Segment Open

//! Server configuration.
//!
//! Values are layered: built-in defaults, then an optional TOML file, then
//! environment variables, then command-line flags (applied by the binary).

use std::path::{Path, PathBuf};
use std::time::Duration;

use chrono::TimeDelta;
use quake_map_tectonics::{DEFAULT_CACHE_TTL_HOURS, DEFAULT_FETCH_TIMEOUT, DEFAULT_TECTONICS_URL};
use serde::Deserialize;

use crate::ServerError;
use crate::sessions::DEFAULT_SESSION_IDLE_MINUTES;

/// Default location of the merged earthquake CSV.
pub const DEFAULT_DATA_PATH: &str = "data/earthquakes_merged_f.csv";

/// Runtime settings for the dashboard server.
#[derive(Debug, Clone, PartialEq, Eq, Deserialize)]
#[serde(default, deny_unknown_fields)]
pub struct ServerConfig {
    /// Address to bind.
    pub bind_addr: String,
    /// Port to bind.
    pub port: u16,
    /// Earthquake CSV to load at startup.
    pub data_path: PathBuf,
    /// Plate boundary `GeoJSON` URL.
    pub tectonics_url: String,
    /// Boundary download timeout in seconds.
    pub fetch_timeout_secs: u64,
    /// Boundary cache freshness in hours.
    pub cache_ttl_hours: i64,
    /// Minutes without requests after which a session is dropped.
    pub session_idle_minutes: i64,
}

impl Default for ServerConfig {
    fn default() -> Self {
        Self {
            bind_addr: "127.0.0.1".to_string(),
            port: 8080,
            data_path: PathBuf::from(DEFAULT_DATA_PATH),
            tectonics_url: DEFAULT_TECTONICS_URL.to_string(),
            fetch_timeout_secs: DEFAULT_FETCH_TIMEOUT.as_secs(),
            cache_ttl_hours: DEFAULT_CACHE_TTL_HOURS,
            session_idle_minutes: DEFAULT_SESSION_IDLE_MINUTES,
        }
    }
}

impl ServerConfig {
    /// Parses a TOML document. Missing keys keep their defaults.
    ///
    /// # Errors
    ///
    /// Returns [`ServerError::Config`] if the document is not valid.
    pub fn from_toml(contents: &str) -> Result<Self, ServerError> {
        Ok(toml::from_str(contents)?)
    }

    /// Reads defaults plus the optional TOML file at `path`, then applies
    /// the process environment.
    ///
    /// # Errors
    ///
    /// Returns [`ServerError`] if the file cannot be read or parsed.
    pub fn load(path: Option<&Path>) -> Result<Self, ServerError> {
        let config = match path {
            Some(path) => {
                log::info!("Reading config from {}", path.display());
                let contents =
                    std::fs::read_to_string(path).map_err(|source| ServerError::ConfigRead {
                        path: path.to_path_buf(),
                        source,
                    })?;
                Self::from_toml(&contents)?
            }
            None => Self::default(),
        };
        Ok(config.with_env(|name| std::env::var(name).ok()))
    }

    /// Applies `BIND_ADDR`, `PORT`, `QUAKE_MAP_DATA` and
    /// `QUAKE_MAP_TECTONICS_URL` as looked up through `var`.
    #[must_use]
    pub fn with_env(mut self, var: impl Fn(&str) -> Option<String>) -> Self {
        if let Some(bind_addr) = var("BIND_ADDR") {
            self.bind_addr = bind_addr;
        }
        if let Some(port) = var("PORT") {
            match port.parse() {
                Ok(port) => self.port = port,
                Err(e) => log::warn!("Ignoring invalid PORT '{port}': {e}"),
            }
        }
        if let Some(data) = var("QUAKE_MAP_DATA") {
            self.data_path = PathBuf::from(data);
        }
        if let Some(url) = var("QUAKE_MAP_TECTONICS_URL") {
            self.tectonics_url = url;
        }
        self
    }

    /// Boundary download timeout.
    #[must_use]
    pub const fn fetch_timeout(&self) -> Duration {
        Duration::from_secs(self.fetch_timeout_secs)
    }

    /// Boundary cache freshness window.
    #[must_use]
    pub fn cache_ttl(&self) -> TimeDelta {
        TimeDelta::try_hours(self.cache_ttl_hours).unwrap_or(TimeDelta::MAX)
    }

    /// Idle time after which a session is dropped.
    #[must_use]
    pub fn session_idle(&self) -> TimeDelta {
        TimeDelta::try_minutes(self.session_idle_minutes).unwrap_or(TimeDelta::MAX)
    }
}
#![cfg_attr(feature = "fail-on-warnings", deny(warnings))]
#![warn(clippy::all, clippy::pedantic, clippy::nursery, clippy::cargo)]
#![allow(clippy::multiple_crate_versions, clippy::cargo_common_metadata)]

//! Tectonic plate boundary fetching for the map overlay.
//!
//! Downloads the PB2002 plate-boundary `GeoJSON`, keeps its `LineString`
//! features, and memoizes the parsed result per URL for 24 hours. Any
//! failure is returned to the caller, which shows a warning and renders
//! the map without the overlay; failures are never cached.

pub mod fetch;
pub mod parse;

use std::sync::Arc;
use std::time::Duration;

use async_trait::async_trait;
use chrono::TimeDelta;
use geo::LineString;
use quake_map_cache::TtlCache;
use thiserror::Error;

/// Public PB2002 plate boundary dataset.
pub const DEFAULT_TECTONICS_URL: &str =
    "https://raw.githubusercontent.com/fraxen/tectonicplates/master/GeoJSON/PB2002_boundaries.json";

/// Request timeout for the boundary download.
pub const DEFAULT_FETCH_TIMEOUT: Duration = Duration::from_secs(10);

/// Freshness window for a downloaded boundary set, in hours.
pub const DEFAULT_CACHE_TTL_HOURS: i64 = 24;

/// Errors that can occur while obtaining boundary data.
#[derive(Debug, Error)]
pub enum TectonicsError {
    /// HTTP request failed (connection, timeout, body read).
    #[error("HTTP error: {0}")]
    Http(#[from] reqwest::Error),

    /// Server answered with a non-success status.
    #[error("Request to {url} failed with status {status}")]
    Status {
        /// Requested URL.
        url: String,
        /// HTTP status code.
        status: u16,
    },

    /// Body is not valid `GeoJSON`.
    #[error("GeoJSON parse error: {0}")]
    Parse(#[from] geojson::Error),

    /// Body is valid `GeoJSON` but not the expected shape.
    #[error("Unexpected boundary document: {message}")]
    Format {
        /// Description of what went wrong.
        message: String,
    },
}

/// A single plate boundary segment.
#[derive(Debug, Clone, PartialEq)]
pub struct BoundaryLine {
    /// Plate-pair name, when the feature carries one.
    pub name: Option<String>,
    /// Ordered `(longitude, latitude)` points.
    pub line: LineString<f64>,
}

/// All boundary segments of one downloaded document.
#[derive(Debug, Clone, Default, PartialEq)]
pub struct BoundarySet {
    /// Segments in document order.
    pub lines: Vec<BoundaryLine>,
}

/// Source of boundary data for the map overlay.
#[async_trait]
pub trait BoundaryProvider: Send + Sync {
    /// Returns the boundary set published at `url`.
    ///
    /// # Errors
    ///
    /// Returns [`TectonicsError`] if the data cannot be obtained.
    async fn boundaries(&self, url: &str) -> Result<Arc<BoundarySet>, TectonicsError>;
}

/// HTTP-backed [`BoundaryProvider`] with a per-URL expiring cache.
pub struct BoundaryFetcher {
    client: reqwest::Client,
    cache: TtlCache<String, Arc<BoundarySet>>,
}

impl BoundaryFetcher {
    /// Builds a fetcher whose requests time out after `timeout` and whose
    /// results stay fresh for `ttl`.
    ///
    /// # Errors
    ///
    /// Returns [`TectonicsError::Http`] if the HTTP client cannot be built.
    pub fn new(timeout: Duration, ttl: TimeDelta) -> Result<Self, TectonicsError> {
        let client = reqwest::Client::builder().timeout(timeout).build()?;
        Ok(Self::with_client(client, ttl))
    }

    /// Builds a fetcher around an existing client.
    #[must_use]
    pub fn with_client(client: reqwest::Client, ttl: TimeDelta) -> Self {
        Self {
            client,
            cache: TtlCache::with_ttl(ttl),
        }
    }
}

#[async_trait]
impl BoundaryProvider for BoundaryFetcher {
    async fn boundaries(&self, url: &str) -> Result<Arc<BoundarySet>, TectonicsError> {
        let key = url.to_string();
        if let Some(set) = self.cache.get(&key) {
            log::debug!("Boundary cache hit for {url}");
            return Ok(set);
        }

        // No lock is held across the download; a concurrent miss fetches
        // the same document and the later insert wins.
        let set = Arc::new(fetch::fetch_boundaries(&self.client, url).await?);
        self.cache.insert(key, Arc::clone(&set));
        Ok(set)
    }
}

Segment Closed

_ABOUT THIS TASK_
Please reproduce, exactly as written, the lines of the records from the first line through the one containing "freshness in hours.".

_THE ANSWER_
//! Server configuration.
//!
//! Values are layered: built-in defaults, then an optional TOML file, then
//! environment variables, then command-line flags (applied by the binary).

use std::path::{Path, PathBuf};
use std::time::Duration;

use chrono::TimeDelta;
use quake_map_tectonics::{DEFAULT_CACHE_TTL_HOURS, DEFAULT_FETCH_TIMEOUT, DEFAULT_TECTONICS_URL};
use serde::Deserialize;

use crate::ServerError;
use crate::sessions::DEFAULT_SESSION_IDLE_MINUTES;

/// Default location of the merged earthquake CSV.
pub const DEFAULT_DATA_PATH: &str = "data/earthquakes_merged_f.csv";

/// Runtime settings for the dashboard server.
#[derive(Debug, Clone, PartialEq, Eq, Deserialize)]
#[serde(default, deny_unknown_fields)]
pub struct ServerConfig {
    /// Address to bind.
    pub bind_addr: String,
    /// Port to bind.
    pub port: u16,
    /// Earthquake CSV to load at startup.
    pub data_path: PathBuf,
    /// Plate boundary `GeoJSON` URL.
    pub tectonics_url: String,
    /// Boundary download timeout in seconds.
    pub fetch_timeout_secs: u64,
    /// Boundary cache freshness in hours.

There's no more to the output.